Nous étions d’emblée convaincues que parallèlement, nous devions préserver la mémoire orale. Cela a pris la forme d’entretiens filmés avec des féministes qui nous donnaient un récit de vie personnelle et militante. L’ensemble s’appelle « Témoigner pour le féminisme » ; il est consultable pour la recherche dans plusieurs bibliothèques. La commission audiovisuelle de l’association, qui en est la productrice, s’appuie sur des bénévoles qui perpétuent, depuis vingt ans, cette entreprise essentielle, sur le modèle initial, qui a fait ses preuves. L’objectif est de servir la recherche - universitaire ou pas - et la transmission de la mémoire féministe.

Pour votre thèse Les filles de Marianne. Histoire des féminismes 1914-1940, vous vous êtes plus particulièrement appuyée sur la presse. Cette source a-t-elle eu une place particulière dans l’expression de la première vague féministe ?

La presse a toujours joué un rôle majeur. Dès 1832, avec la création du journal La Femme libre, par des saint-simoniennes. C’est par centaines que se comptent les journaux féministes. Ils veulent porter « la voix des femmes » (un titre qui a servi à plusieurs reprises), proposent des analyses de fond mais relatent aussi les actions, s’ouvrent également au témoignage à la première personne, à la critique artistique et littéraire, au feuilleton, ainsi qu’à l’image – photos, dessins d’humour. L’importance de la presse dans la dynamique féministe est un fait majeur et montre la nécessité de contre-discours, mais aussi d’argumentaires en faveur du changement culturel et politique. Le rapport entre l’usage de l’écrit (écriture et lecture) et le statut des femmes dans un monde inégalitaire qui les voue à la sphère privée doit être réfléchi. La presse militante fut pour moi une source déterminante : elle m’a aidée à reconstituer l’univers mental des féministes du premier XXe siècle, à mieux les connaître (portraits, nécrologies…), à analyser leurs discours et leurs stratégies. La diversité de sensibilité politique et philosophique de ces journaux est également précieuse.

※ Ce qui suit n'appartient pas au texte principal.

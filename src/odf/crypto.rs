//! Manifest-based decryption of protected ODF packages.
//!
//! Per entry: hash the password into a start key (manifest-selected digest),
//! derive the cipher key with PBKDF2-HMAC-SHA1, verify the password against
//! the manifest checksum over a decrypted prefix, then bulk-decrypt and
//! inflate the raw-deflate payload. The checksum window covers the decrypted
//! bytes as stored, so cipher-block padding past the first kilobyte does not
//! disturb verification.

use crate::access::{MemoryStorage, Storage};
use crate::common::{Error, Result};
use crate::crypto;
use crate::odf::manifest::{EncryptionData, Manifest};
use log::debug;
use zeroize::Zeroizing;

/// Digest window used by the `/1K` checksum types.
const CHECKSUM_WINDOW: usize = 1024;

#[derive(Debug, Clone, Copy, PartialEq, Eq)]
enum Algorithm {
    AesCbc,
    TripleDesCbc,
    BlowfishCfb,
}

impl Algorithm {
    fn from_name(name: &str) -> Result<Self> {
        let lower = name.to_ascii_lowercase();
        if lower.contains("aes") && lower.contains("cbc") {
            Ok(Algorithm::AesCbc)
        } else if lower.contains("tripledes") || lower.contains("des-ede3") {
            Ok(Algorithm::TripleDesCbc)
        } else if lower.contains("blowfish") {
            Ok(Algorithm::BlowfishCfb)
        } else {
            Err(Error::UnsupportedAlgorithm(name.to_string()))
        }
    }

    fn block_size(self) -> usize {
        match self {
            Algorithm::AesCbc => 16,
            Algorithm::TripleDesCbc | Algorithm::BlowfishCfb => 8,
        }
    }
}

/// Decrypt every protected entry of `storage`, passing plain entries through.
///
/// A checksum mismatch on any entry aborts the whole attempt with
/// [`Error::WrongPassword`]; an algorithm outside the supported set is fatal.
pub fn decrypt_package(
    storage: &dyn Storage,
    manifest: &Manifest,
    password: &str,
) -> Result<MemoryStorage> {
    let mut decrypted = MemoryStorage::new();
    for name in storage.list_entries() {
        if name.ends_with('/') {
            continue;
        }
        let content = storage.read(&name)?;
        match manifest.entry(&name).and_then(|e| e.encryption.as_ref()) {
            Some(data) => {
                debug!("decrypting entry {name} ({})", data.algorithm_name);
                decrypted.insert(name, decrypt_entry(data, password, &content)?);
            }
            None => decrypted.insert(name, content),
        }
    }
    Ok(decrypted)
}

/// Decrypt and inflate a single protected entry.
pub fn decrypt_entry(
    data: &EncryptionData,
    password: &str,
    ciphertext: &[u8],
) -> Result<Vec<u8>> {
    if !data.key_derivation_name.eq_ignore_ascii_case("pbkdf2") {
        return Err(Error::UnsupportedAlgorithm(
            data.key_derivation_name.clone(),
        ));
    }
    let algorithm = Algorithm::from_name(&data.algorithm_name)?;

    let start_key = Zeroizing::new(start_key(data, password));
    let key = Zeroizing::new(crypto::pbkdf2_sha1(
        &start_key,
        &data.salt,
        data.iteration_count,
        data.key_size,
    ));

    // Decrypt only a verification prefix first. CBC and full-block CFB both
    // produce identical leading plaintext for a prefix of whole blocks.
    let prefix_len = verification_prefix_len(algorithm, ciphertext.len());
    let prefix = decrypt_with(algorithm, &key, data, &ciphertext[..prefix_len])?;
    verify_checksum(data, &prefix)?;

    let plaintext = decrypt_with(algorithm, &key, data, ciphertext)?;
    let inflated = crypto::inflate(&plaintext)?;
    if inflated.padding > 0 {
        debug!("discarded {} trailing padding byte(s)", inflated.padding);
    }
    Ok(inflated.data)
}

/// Hash the raw password bytes into the PBKDF2 start key.
fn start_key(data: &EncryptionData, password: &str) -> Vec<u8> {
    let lower = data.start_key_generation_name.to_ascii_lowercase();
    let mut digest = if lower.contains("sha256") {
        crypto::sha256(password.as_bytes())
    } else {
        crypto::sha1(password.as_bytes())
    };
    if data.start_key_size > 0 && data.start_key_size < digest.len() {
        digest.truncate(data.start_key_size);
    }
    digest
}

fn verification_prefix_len(algorithm: Algorithm, total: usize) -> usize {
    let block = algorithm.block_size();
    let wanted = CHECKSUM_WINDOW.div_ceil(block) * block;
    wanted.min(total)
}

fn decrypt_with(
    algorithm: Algorithm,
    key: &[u8],
    data: &EncryptionData,
    input: &[u8],
) -> Result<Vec<u8>> {
    let iv = &data.initialisation_vector;
    match algorithm {
        Algorithm::AesCbc => crypto::decrypt_aes_cbc(key, iv, input),
        Algorithm::TripleDesCbc => crypto::decrypt_triple_des(key, iv, input),
        Algorithm::BlowfishCfb => crypto::decrypt_blowfish(key, iv, input),
    }
}

/// Compare the manifest checksum against the decrypted prefix.
fn verify_checksum(data: &EncryptionData, plaintext: &[u8]) -> Result<()> {
    let lower = data.checksum_type.to_ascii_lowercase();
    let window = if lower.contains("1k") {
        &plaintext[..plaintext.len().min(CHECKSUM_WINDOW)]
    } else {
        plaintext
    };
    let digest = if lower.contains("sha256") {
        crypto::sha256(window)
    } else {
        crypto::sha1(window)
    };
    if digest == data.checksum {
        Ok(())
    } else {
        Err(Error::WrongPassword)
    }
}

#[cfg(test)]
mod tests {
    use super::*;
    use crate::crypto::testutil::{encrypt_aes256_cbc, pad_to_block};

    const PASSWORD: &str = "hunter2";
    const SALT: [u8; 16] = [5u8; 16];
    const IV: [u8; 16] = [6u8; 16];

    /// Build ciphertext + descriptor the way a producer would.
    fn encrypt_fixture(plain: &[u8]) -> (Vec<u8>, EncryptionData) {
        let deflated = pad_to_block(&crypto::deflate(plain), 16);
        let checksum =
            crypto::sha256(&deflated[..deflated.len().min(CHECKSUM_WINDOW)]);

        let start = crypto::sha256(PASSWORD.as_bytes());
        let key = crypto::pbkdf2_sha1(&start, &SALT, 1024, 32);
        let ciphertext = encrypt_aes256_cbc(&key, &IV, &deflated);

        let data = EncryptionData {
            checksum_type: "urn:oasis:names:tc:opendocument:xmlns:manifest:1.0#sha256-1k"
                .to_string(),
            checksum,
            algorithm_name: "http://www.w3.org/2001/04/xmlenc#aes256-cbc".to_string(),
            initialisation_vector: IV.to_vec(),
            key_derivation_name: "PBKDF2".to_string(),
            key_size: 32,
            iteration_count: 1024,
            salt: SALT.to_vec(),
            start_key_generation_name: "http://www.w3.org/2000/09/xmldsig#sha256".to_string(),
            start_key_size: 32,
        };
        (ciphertext, data)
    }

    #[test]
    fn test_decrypt_entry_roundtrip() {
        let plain: Vec<u8> = b"<office:document-content>"
            .iter()
            .cycle()
            .take(5000)
            .copied()
            .collect();
        let (ciphertext, data) = encrypt_fixture(&plain);
        assert_eq!(decrypt_entry(&data, PASSWORD, &ciphertext).unwrap(), plain);
    }

    #[test]
    fn test_decrypt_entry_short_payload() {
        // Shorter than the checksum window, digest covers everything.
        let (ciphertext, data) = encrypt_fixture(b"tiny");
        assert_eq!(
            decrypt_entry(&data, PASSWORD, &ciphertext).unwrap(),
            b"tiny"
        );
    }

    #[test]
    fn test_wrong_password_is_recoverable() {
        let (ciphertext, data) = encrypt_fixture(b"some content here");
        let err = decrypt_entry(&data, "not the password", &ciphertext).unwrap_err();
        assert!(matches!(err, Error::WrongPassword));
        assert!(err.is_recoverable());
    }

    #[test]
    fn test_unknown_algorithm_is_fatal() {
        let (ciphertext, mut data) = encrypt_fixture(b"content");
        data.algorithm_name = "http://example.com#rc4".to_string();
        assert!(matches!(
            decrypt_entry(&data, PASSWORD, &ciphertext),
            Err(Error::UnsupportedAlgorithm(_))
        ));
    }

    #[test]
    fn test_unknown_key_derivation_is_fatal() {
        let (ciphertext, mut data) = encrypt_fixture(b"content");
        data.key_derivation_name = "scrypt".to_string();
        assert!(matches!(
            decrypt_entry(&data, PASSWORD, &ciphertext),
            Err(Error::UnsupportedAlgorithm(_))
        ));
    }

    #[test]
    fn test_decrypt_package_passes_plain_entries_through() {
        let plain = b"<office:document-content/>".to_vec();
        let (ciphertext, data) = encrypt_fixture(&plain);

        let mut storage = MemoryStorage::new();
        storage.insert("mimetype", b"application/vnd.oasis.opendocument.text".to_vec());
        storage.insert("content.xml", ciphertext);

        let manifest_xml = format!(
            r#"<manifest:manifest>
              <manifest:file-entry manifest:full-path="content.xml">
                <manifest:encryption-data manifest:checksum-type="{}" manifest:checksum="{}">
                  <manifest:algorithm manifest:algorithm-name="{}" manifest:initialisation-vector="{}"/>
                  <manifest:key-derivation manifest:key-derivation-name="PBKDF2" manifest:salt="{}" manifest:iteration-count="1024" manifest:key-size="32"/>
                  <manifest:start-key-generation manifest:start-key-generation-name="{}" manifest:key-size="32"/>
                </manifest:encryption-data>
              </manifest:file-entry>
            </manifest:manifest>"#,
            data.checksum_type,
            crypto::base64_encode(&data.checksum),
            data.algorithm_name,
            crypto::base64_encode(&data.initialisation_vector),
            crypto::base64_encode(&data.salt),
            data.start_key_generation_name,
        );
        let manifest = Manifest::parse(manifest_xml.as_bytes()).unwrap();

        let decrypted = decrypt_package(&storage, &manifest, PASSWORD).unwrap();
        assert_eq!(decrypted.read("content.xml").unwrap(), plain);
        assert_eq!(
            decrypted.read("mimetype").unwrap(),
            b"application/vnd.oasis.opendocument.text"
        );
    }
}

Encore faut-il que ces journaux soient accessibles… Le programme FemEnRev (Féminismes en revues), lauréat de l’appel à projets de Collex-Persée, que j’anime avec une autre historienne, Magali Guaresi, a justement pour but de numériser, enrichir et mettre à disposition de la recherche des revues féministes françaises de la seconde moitié du XXe siècle. Une vingtaine de titres publiés entre 1944 et 2019 ont été retenus et sont désormais disponibles, enrichis de métadonnées issues de la recherche, sur une « perséide ». Sur ce qu’apporte la perséide et l’histoire de ces revues, un colloque a lieu les 16-17 novembre à l’Université d’Angers.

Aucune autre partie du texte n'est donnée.